- Directed by: Zdenek Sirový
- Written by: Eva Kantůrková Zdenek Sirový
- Based on: Smuteční slavnost by Eva Kantůrková
- Starring: Jaroslava Tichá Ľudovít Kroner Josef Somr
- Cinematography: Jiří Macháně
- Edited by: Jan Chaloupek
- Music by: Jiří Kalach
- Production company: Barrandov Studios
- Distributed by: Ústřední půjčovna filmů
- Release date: June 1, 1990;
- Running time: 68 minutes
- Country: Czechoslovakia
- Language: Czech

= Funeral Ceremonies =

Funeral Ceremonies (Smuteční slavnost) is a Czech drama film directed by Zdenek Sirový based on a novel by Eva Kantůrková. The film was banned after its completion in 1969 and wasn't released until 1990.

==Plot==
In winter 1965 recently widowed Matylda Chladilová wants to have her husband buried at the cemetery in his birthplace.

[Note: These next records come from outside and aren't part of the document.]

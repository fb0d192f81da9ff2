/// Default page size for pagination
pub const DEFAULT_PAGE_SIZE: i64 = 20;

/// Maximum page size allowed
pub const MAX_PAGE_SIZE: i64 = 100;

/// Prefix for the alert message keys carried in mutation response headers,
/// e.g. `cadastroApp.cidade.created`. Client toast notifications key off it.
pub const ALERT_KEY_PREFIX: &str = "cadastroApp";
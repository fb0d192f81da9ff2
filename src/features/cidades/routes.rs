use std::sync::Arc;

use axum::{
    routing::{get, post},
    Router,
};

use crate::features::cidades::handlers::{self, CidadeState};
use crate::features::cidades::mappers::CidadeMapper;
use crate::features::cidades::repositories::CidadeRepository;

/// Create routes for the cidades feature
pub fn routes(repository: Arc<CidadeRepository>) -> Router {
    let state = CidadeState {
        repository,
        mapper: CidadeMapper,
    };
    Router::new()
        .route(
            "/api/cidades",
            post(handlers::create_cidade)
                .put(handlers::update_cidade)
                .get(handlers::get_all_cidades),
        )
        .route(
            "/api/cidades/{id}",
            get(handlers::get_cidade).delete(handlers::delete_cidade),
        )
        .with_state(state)
}
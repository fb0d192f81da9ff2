mod estado_mapper;

pub use estado_mapper::EstadoMapper;
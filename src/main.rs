mod core;
mod features;
mod shared;

use crate::core::config::Config;
use crate::core::openapi::{ApiDoc, SwaggerInfoModifier};
use crate::core::{database, middleware};
use crate::features::cidades::{routes as cidades_routes, CidadeRepository};
use crate::features::estados::{routes as estados_routes, EstadoRepository};
use crate::features::pessoas::{routes as pessoas_routes, PessoaRepository};
use axum::{middleware::from_fn, Router};
use std::sync::Arc;
use tower_http::request_id::{PropagateRequestIdLayer, SetRequestIdLayer};
use tower_http::trace::{DefaultOnRequest, DefaultOnResponse, TraceLayer};
use tracing::Level;
use tracing_subscriber::{layer::SubscriberExt, util::SubscriberInitExt};
use utoipa::Modify;
use utoipa::OpenApi;
use utoipa_swagger_ui::SwaggerUi;

fn main() -> anyhow::Result<()> {
    // Build Tokio runtime with configurable worker threads
    let worker_threads = std::env::var("TOKIO_WORKER_THREADS")
        .ok()
        .and_then(|s| s.parse().ok())
        .unwrap_or_else(|| {
            std::thread::available_parallelism()
                .map(|p| p.get())
                .unwrap_or(4)
        });

    let runtime = tokio::runtime::Builder::new_multi_thread()
        .worker_threads(worker_threads)
        .max_blocking_threads(worker_threads * 4)
        .enable_all()
        .build()?;

    runtime.block_on(async_main(worker_threads))
}

async fn async_main(worker_threads: usize) -> anyhow::Result<()> {
    // Load .env file BEFORE initializing logger so RUST_LOG is available
    let _ = dotenvy::dotenv();

    tracing_subscriber::registry()
        .with(
            tracing_subscriber::EnvFilter::try_from_default_env().unwrap_or_else(|_| "info".into()),
        )
        .with(tracing_subscriber::fmt::layer())
        .init();

    // Load configuration
    let config = Config::from_env().map_err(|e| anyhow::anyhow!(e))?;

    let available_cpus = std::thread::available_parallelism()
        .map(|p| p.get())
        .unwrap_or(1);
    tracing::info!(
        "System info: available_cpus={}, tokio_worker_threads={}, pid={}",
        available_cpus,
        worker_threads,
        std::process::id()
    );

    tracing::info!("Configuration loaded successfully");

    // Create database connection pool
    let pool = database::create_pool(&config.database).await?;
    tracing::info!("Database connection pool created");

    // Run migrations automatically
    tracing::info!("Running database migrations...");
    sqlx::migrate!("./migrations")
        .run(&pool)
        .await
        .map_err(|e| anyhow::anyhow!("Migration failed: {}", e))?;
    tracing::info!("Database migrations completed successfully");

    // Initialize repositories; each feature wires its own mapper in routes()
    let estado_repository = Arc::new(EstadoRepository::new(pool.clone()));
    let cidade_repository = Arc::new(CidadeRepository::new(pool.clone()));
    let pessoa_repository = Arc::new(PessoaRepository::new(pool.clone()));
    tracing::info!("Repositories initialized");

    // Build application router with dynamic swagger config
    let swagger_modifier = SwaggerInfoModifier {
        title: config.swagger.title.clone(),
        version: config.swagger.version.clone(),
        description: config.swagger.description.clone(),
    };

    let mut openapi = ApiDoc::openapi();
    swagger_modifier.modify(&mut openapi);

    // Build swagger router
    let swagger = if let Some(credentials) = config.swagger.credentials() {
        tracing::info!("Swagger UI basic auth enabled");
        Router::new()
            .merge(SwaggerUi::new("/swagger-ui").url("/api-docs/openapi.json", openapi))
            .layer(from_fn(middleware::basic_auth_middleware(Arc::new(
                credentials,
            ))))
    } else {
        tracing::info!("Swagger UI basic auth disabled (no credentials configured)");
        Router::new().merge(SwaggerUi::new("/swagger-ui").url("/api-docs/openapi.json", openapi))
    };

    // Simple health check endpoint
    async fn health_check() -> axum::http::StatusCode {
        axum::http::StatusCode::OK
    }
    let health_route = Router::new().route("/health", axum::routing::get(health_check));

    let api_routes = Router::new()
        .merge(estados_routes::routes(estado_repository))
        .merge(cidades_routes::routes(cidade_repository))
        .merge(pessoas_routes::routes(pessoa_repository));

    let app = Router::new()
        .merge(swagger)
        .merge(api_routes)
        .merge(health_route)
        .layer(middleware::cors_layer(
            config.app.cors_allowed_origins.clone(),
        ))
        // Propagate X-Request-Id to response headers
        .layer(PropagateRequestIdLayer::x_request_id())
        .layer(
            TraceLayer::new_for_http()
                .make_span_with(middleware::MakeSpanWithRequestId)
                .on_request(DefaultOnRequest::new().level(Level::INFO))
                .on_response(DefaultOnResponse::new().level(Level::INFO)),
        )
        // Generate X-Request-Id using UUID v7 (or use client-provided one)
        .layer(SetRequestIdLayer::x_request_id(middleware::MakeRequestUuid));

    // Start server
    let addr = config.app.server_address();
    let socket_addr: std::net::SocketAddr = addr
        .parse()
        .map_err(|e| anyhow::anyhow!("Invalid address: {}", e))?;

    // Use socket2 for TCP listener configuration
    let socket = socket2::Socket::new(
        socket2::Domain::for_address(socket_addr),
        socket2::Type::STREAM,
        Some(socket2::Protocol::TCP),
    )?;

    socket.set_reuse_address(true)?;
    #[cfg(unix)]
    socket.set_reuse_port(true)?;
    socket.set_nodelay(true)?;

    socket.set_recv_buffer_size(256 * 1024)?;
    socket.set_send_buffer_size(256 * 1024)?;

    #[cfg(target_os = "linux")]
    {
        let keepalive = socket2::TcpKeepalive::new()
            .with_time(std::time::Duration::from_secs(60))
            .with_interval(std::time::Duration::from_secs(10))
            .with_retries(3);
        socket.set_tcp_keepalive(&keepalive)?;
    }
    #[cfg(not(target_os = "linux"))]
    {
        let keepalive = socket2::TcpKeepalive::new().with_time(std::time::Duration::from_secs(60));
        socket.set_tcp_keepalive(&keepalive)?;
    }

    socket.set_nonblocking(true)?;
    socket.bind(&socket_addr.into())?;
    socket.listen(65535)?;

    let listener = tokio::net::TcpListener::from_std(socket.into())?;
    tracing::info!("Server listening on {}", format!("http://{}", addr));
    tracing::info!(
        "Swagger UI available at {}",
        format!("http://{}/swagger-ui/", addr)
    );

    axum::serve(listener, app).await?;

    Ok(())
}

To achieve that she needs a permission from the Local committee of the Communist Party, which is headed by an old enemy of her husband Alois Devera. The Chladils were forced to leave their home after an incident that happened in 1951. During the collectivization a Communist Party official Januš forced private farmers in the village to give up their farms for collective farming. Chladil drove Januš away with a rifle and shot at him as he was fleeing. As a result, Chladil's farm was confiscated and the Chladils had to leave to another village to live in poverty. Chladil's funeral is attended by his former neighbours and turns into a silent demonstration against the communist regime.

== Cast ==
- Jaroslava Tichá as Matylda Chladilová
- Ľudovít Kroner as Jan Chladil
- Josef Somr as Chairman of Local committee Alois Devera
- Jana Vychodilová as Tonka, Devera's wife
- Ludmila Roubíková as Chrudimská, Tonka's mother
- Jan Kühnmund as Chrudimský, Tonka's father
- Gustav Opočenský as Secretary of Local committee Januš
- Božena Böhmová as Anna, Januš's wife
- Josef Bartůněk as Member of parliament

==Production==
The screenplay was based on the 1967 novel of the same name by Eva Kantůrková. She drew inspiration from the events she witnessed as a teenager. Majority of the movie was shot in Pelhřimov and its neighbouring villages Putimov and Nový Rychnov. After the completion on 24 September 1969 the film was banned and Sirový's directing career was sidelined. During the Normalization he was only allowed to direct pro-regime movies.

==Release==
The first public screening happened at the Faculty of Philosophy of Charles University in Prague during the Velvet Revolution on 16 November 1989. After the fall of Communism the film could be finally shown in theatres. The premiere was on 1 June 1990. Later that year the movie was screened at the film festivals in Karlovy Vary, Bratislava or Montreal.

===Home media===
The film was released on VHS by Bonton on March 1, 2003. The same company released the DVD on July 8, 2009.

==Reception==
Funeral Ceremonies received positive reviews by critics in the Czech Republic. Jaroslav Sedláček called it "one of the great Czech movies of the late 1960s". It won FIPRESCI Award at 1990 Karlovy Vary International Film Festival and Special Jury Prize at 1990 Montreal World Film Festival.